Article 425 : L’action en recherche de paternité
«(1) L’action en recherche de paternité pour un enfant né hors mariage appartient à l’enfant et peut être introduite en son nom par sa mère, même si elle est mineure, ou par son représentant légal.
(...) »
Article 427 : Le délai de prescription
« (1) Le droit à l’action en recherche de paternité ne se prescrit pas pendant la vie de l’enfant.
(...) »
5. La loi no 71/2011 concernant la mise en application de la loi no 287/2009
43. La loi no 71/2011 relative à la mise en application de la loi no 287/2009 portant nouveau code civil (« la loi no 71/2011 »), entrée en vigueur le 1er octobre 2011, abrogea la loi no 288/2007. La disposition pertinente de la loi no 71/2011 relative à la mise en application de la loi no 287/2009 se lit ainsi :
Article 47
« L’établissement de la paternité (...) est régi par les dispositions du code civil et produit les effets prévus par celui-ci seulement dans le cas des enfants nés après son entrée en vigueur. »
C. La jurisprudence de la Cour constitutionnelle
44. Par une décision no 1345 du 9 décembre 2008, publié au Moniteur officiel le 23 décembre 2008, la Cour constitutionnelle déclara inconstitutionnel l’article II de la loi no 288/2007, en faisant prévaloir le principe de non-rétroactivité de la loi civile.

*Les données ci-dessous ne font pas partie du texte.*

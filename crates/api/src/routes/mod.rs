pub mod audits;
pub mod health;
pub mod models;

use std::time::Duration;

use axum::http::StatusCode;
use axum::Router;
use tower_http::timeout::TimeoutLayer;

use crate::config::ServerConfig;
use crate::state::AppState;

/// Build the `/api/v1` route tree.
///
/// Route hierarchy:
///
/// ```text
/// /audits                     run an audit (POST, multipart)
/// /audits/current             last outcome for the session (GET)
/// /audits/current/export      CSV attachment of the current findings (GET)
///
/// /models                     selectable models (+ ?refresh=true) (GET)
/// /models/selected            set the session's model (PUT)
/// ```
///
/// Timeouts are applied per group here rather than globally: an audit
/// run legitimately blocks through remote processing plus inference and
/// would be killed by any sane request-wide timeout.
pub fn api_routes(config: &ServerConfig) -> Router<AppState> {
    let short = Router::new()
        .merge(audits::results_router())
        .merge(models::router())
        .layer(TimeoutLayer::with_status_code(
            StatusCode::REQUEST_TIMEOUT,
            Duration::from_secs(config.request_timeout_secs),
        ));

    short.merge(audits::run_router(config))
}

Elle motiva son arrêt en ces termes :
« En examinant les motifs d’inconstitutionnalité invoqués, de la perspective [de la méconnaissance de l’article 15 alinéa 2 de la Constitution quant à la non-rétroactivité de la loi], la Cour [constitutionnelle] constate que les dispositions de l’article II de la loi no 288/2007 concernant l’action en recherche de paternité de l’enfant né hors mariage contreviennent aux dispositions constitutionnelles de l’article 15 alinéa 2 ; la non-rétroactivité est un principe constitutionnel, prévu de manière expresse, et le législateur ne peut adopter en matière civile des normes juridiques avec une application rétroactive, aussi bien des lois matérielles que des lois de procédure.

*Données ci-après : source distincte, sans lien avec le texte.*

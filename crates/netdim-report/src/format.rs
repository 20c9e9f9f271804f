//! Text formatting shared by reports and the shell.

/// Thousands separator used by fr-FR number formatting (narrow no-break space).
pub const FR_GROUP_SEPARATOR: char = '\u{202F}';

/// Group the digits of an amount in thousands, fr-FR style.
///
/// ```
/// use netdim_report::format_currency;
///
/// assert_eq!(format_currency(3_420_000_000), "3\u{202F}420\u{202F}000\u{202F}000");
/// assert_eq!(format_currency(950), "950");
/// ```
pub fn format_currency(amount: u64) -> String {
    let digits = amount.to_string();
    let mut out = String::with_capacity(digits.len() + digits.len() / 3 * 3);
    for (i, c) in digits.chars().enumerate() {
        if i > 0 && (digits.len() - i) % 3 == 0 {
            out.push(FR_GROUP_SEPARATOR);
        }
        out.push(c);
    }
    out
}

/// An amount followed by its currency, e.g. `30 000 000 FCFA`.
pub fn format_amount(amount: u64, currency: &str) -> String {
    format!("{} {}", format_currency(amount), currency)
}

/// Upper-case the first character of a parameter name (`busyHour` → `BusyHour`).
pub fn capitalize(name: &str) -> String {
    let mut chars = name.chars();
    match chars.next() {
        Some(first) => first.to_uppercase().chain(chars).collect(),
        None => String::new(),
    }
}

/// Escape text for interpolation into HTML.
pub fn escape_html(text: &str) -> String {
    let mut out = String::with_capacity(text.len());
    for c in text.chars() {
        match c {
            '&' => out.push_str("&amp;"),
            '<' => out.push_str("&lt;"),
            '>' => out.push_str("&gt;"),
            '"' => out.push_str("&quot;"),
            '\'' => out.push_str("&#39;"),
            _ => out.push(c),
        }
    }
    out
}

#[cfg(test)]
mod tests {
    use super::*;

    #[test]
    fn test_format_currency_grouping() {
        assert_eq!(format_currency(0), "0");
        assert_eq!(format_currency(999), "999");
        assert_eq!(format_currency(1_000), "1\u{202F}000");
        assert_eq!(format_currency(15_000_000), "15\u{202F}000\u{202F}000");
        assert_eq!(format_currency(120_000_000), "120\u{202F}000\u{202F}000");
    }

    #[test]
    fn test_format_amount() {
        assert_eq!(format_amount(30_000_000, "FCFA"), "30\u{202F}000\u{202F}000 FCFA");
    }

    #[test]
    fn test_capitalize() {
        assert_eq!(capitalize("busyHour"), "BusyHour");
        assert_eq!(capitalize("area"), "Area");
        assert_eq!(capitalize("élan"), "Élan");
        assert_eq!(capitalize(""), "");
    }

    #[test]
    fn test_escape_html() {
        assert_eq!(escape_html("a < b & c"), "a &lt; b &amp; c");
        assert_eq!(escape_html("\"x\" 'y'"), "&quot;x&quot; &#39;y&#39;");
        assert_eq!(escape_html("Télécoms"), "Télécoms");
    }
}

Ainsi, l’inconstitutionnalité de la disposition légale est due à l’application de la nouvelle loi aux enfants nés avant son entrée en vigueur, même si la demande est en cours de jugement, dans la mesure où elle est appliquée à un droit né sous l’empire de l’ancienne loi. »

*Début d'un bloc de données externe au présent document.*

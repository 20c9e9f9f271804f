//! YAML configuration.
//!
//! Every section is optional:
//!
//! ```yaml
//! network: lte
//! parameters:
//!   gsm: { area: 250, busyHour: 12 }
//! constants:
//!   gsm_site_cost: 95000000
//! metadata:
//!   institution: "École Supérieure Polytechnique"
//! output_dir: ./out
//! store_path: ./projects.json
//! ```

use crate::error::RunnerResult;
use crate::session::Session;
use netdim_core::{DimensioningConstants, NetworkType, ParameterSet};
use netdim_report::ReportMetadata;
use serde::{Deserialize, Serialize};
use std::collections::BTreeMap;
use std::path::{Path, PathBuf};
use tracing::debug;

/// Store file used when none is configured.
pub const DEFAULT_STORE_PATH: &str = "netdim_projects.json";

/// Runner configuration.
#[derive(Debug, Clone, PartialEq, Default, Serialize, Deserialize)]
#[serde(default, deny_unknown_fields)]
pub struct RunnerConfig {
    /// Network selected at startup.
    pub network: NetworkType,
    /// Startup parameter overrides, by network and parameter name.
    pub parameters: BTreeMap<NetworkType, BTreeMap<String, f64>>,
    /// Planning constant overrides.
    pub constants: DimensioningConstants,
    /// Metadata written into exports and reports.
    pub metadata: ReportMetadata,
    /// Directory for exported files; the working directory when unset.
    pub output_dir: Option<PathBuf>,
    /// Project store file.
    pub store_path: Option<PathBuf>,
}

impl RunnerConfig {
    /// Parse a YAML document.
    pub fn from_yaml_str(yaml: &str) -> RunnerResult<Self> {
        if yaml.trim().is_empty() {
            return Ok(Self::default());
        }
        Ok(serde_yaml::from_str(yaml)?)
    }

    /// Load a YAML file.
    pub fn load(path: &Path) -> RunnerResult<Self> {
        let yaml = std::fs::read_to_string(path)?;
        let config = Self::from_yaml_str(&yaml)?;
        debug!(path = %path.display(), network = %config.network, "loaded configuration");
        Ok(config)
    }

    /// Load `path` if given, otherwise use the defaults.
    pub fn load_or_default(path: Option<&Path>) -> RunnerResult<Self> {
        match path {
            Some(path) => Self::load(path),
            None => Ok(Self::default()),
        }
    }

    /// Startup parameters of one network, with overrides applied.
    pub fn startup_parameters(&self, network: NetworkType) -> RunnerResult<ParameterSet> {
        let mut params = ParameterSet::defaults(network);
        if let Some(overrides) = self.parameters.get(&network) {
            for (name, value) in overrides {
                params.set(name, *value)?;
            }
        }
        Ok(params)
    }

    /// Build a session from this configuration.
    pub fn build_session(&self) -> RunnerResult<Session> {
        let mut startup = Vec::with_capacity(NetworkType::ALL.len());
        for network in NetworkType::ALL {
            startup.push(self.startup_parameters(network)?);
        }
        Ok(Session::with_startup(
            self.network,
            startup,
            self.constants.clone(),
        ))
    }

    /// Output directory, falling back to the working directory.
    pub fn output_dir(&self) -> PathBuf {
        self.output_dir.clone().unwrap_or_else(|| PathBuf::from("."))
    }

    /// Store file, falling back to [`DEFAULT_STORE_PATH`].
    pub fn store_path(&self) -> PathBuf {
        self.store_path
            .clone()
            .unwrap_or_else(|| PathBuf::from(DEFAULT_STORE_PATH))
    }
}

45. Afin d’éviter une pratique divergente ou le non-respect de ses décisions, la Cour constitutionnelle présente dans ses décisions les effets que celles-ci doivent produire (voir, par exemple, les décisions no 665 du 5 juillet 2007 et no 1039 du 5 décembre 2012, dans lesquelles la Cour constitutionnelle a précisé les effets des constats d’inconstitutionnalité pour l’avenir).
III. LE DROIT INTERNATIONAL PERTINENT
46. La Convention internationale relative aux droits de l’enfant adoptée par l’assemblée générale des Nations Unies, le 20 novembre 1989, entrée en vigueur le 2 septembre 1990, prévoit notamment ce qui suit :
Article 7
« 1. L’enfant est enregistré aussitôt sa naissance et a dès celle-ci le droit à un nom, le droit d’acquérir une nationalité et, dans la mesure du possible, le droit de connaître ses parents et d’être élevé par eux. »
IV. AUTRES TEXTES ÉMANANT DU CONSEIL DE L’EUROPE
47. La Convention européenne sur le statut juridique des enfants nés hors mariage adoptée le 15 septembre 1975 a été ratifiée par la Roumanie le 30 novembre 1992. Cette Convention se lit ainsi dans sa partie pertinente en l’espèce :
Article 3
« La filiation paternelle de tout enfant né hors mariage peut être constatée ou établie par reconnaissance volontaire ou par décision juridictionnelle. »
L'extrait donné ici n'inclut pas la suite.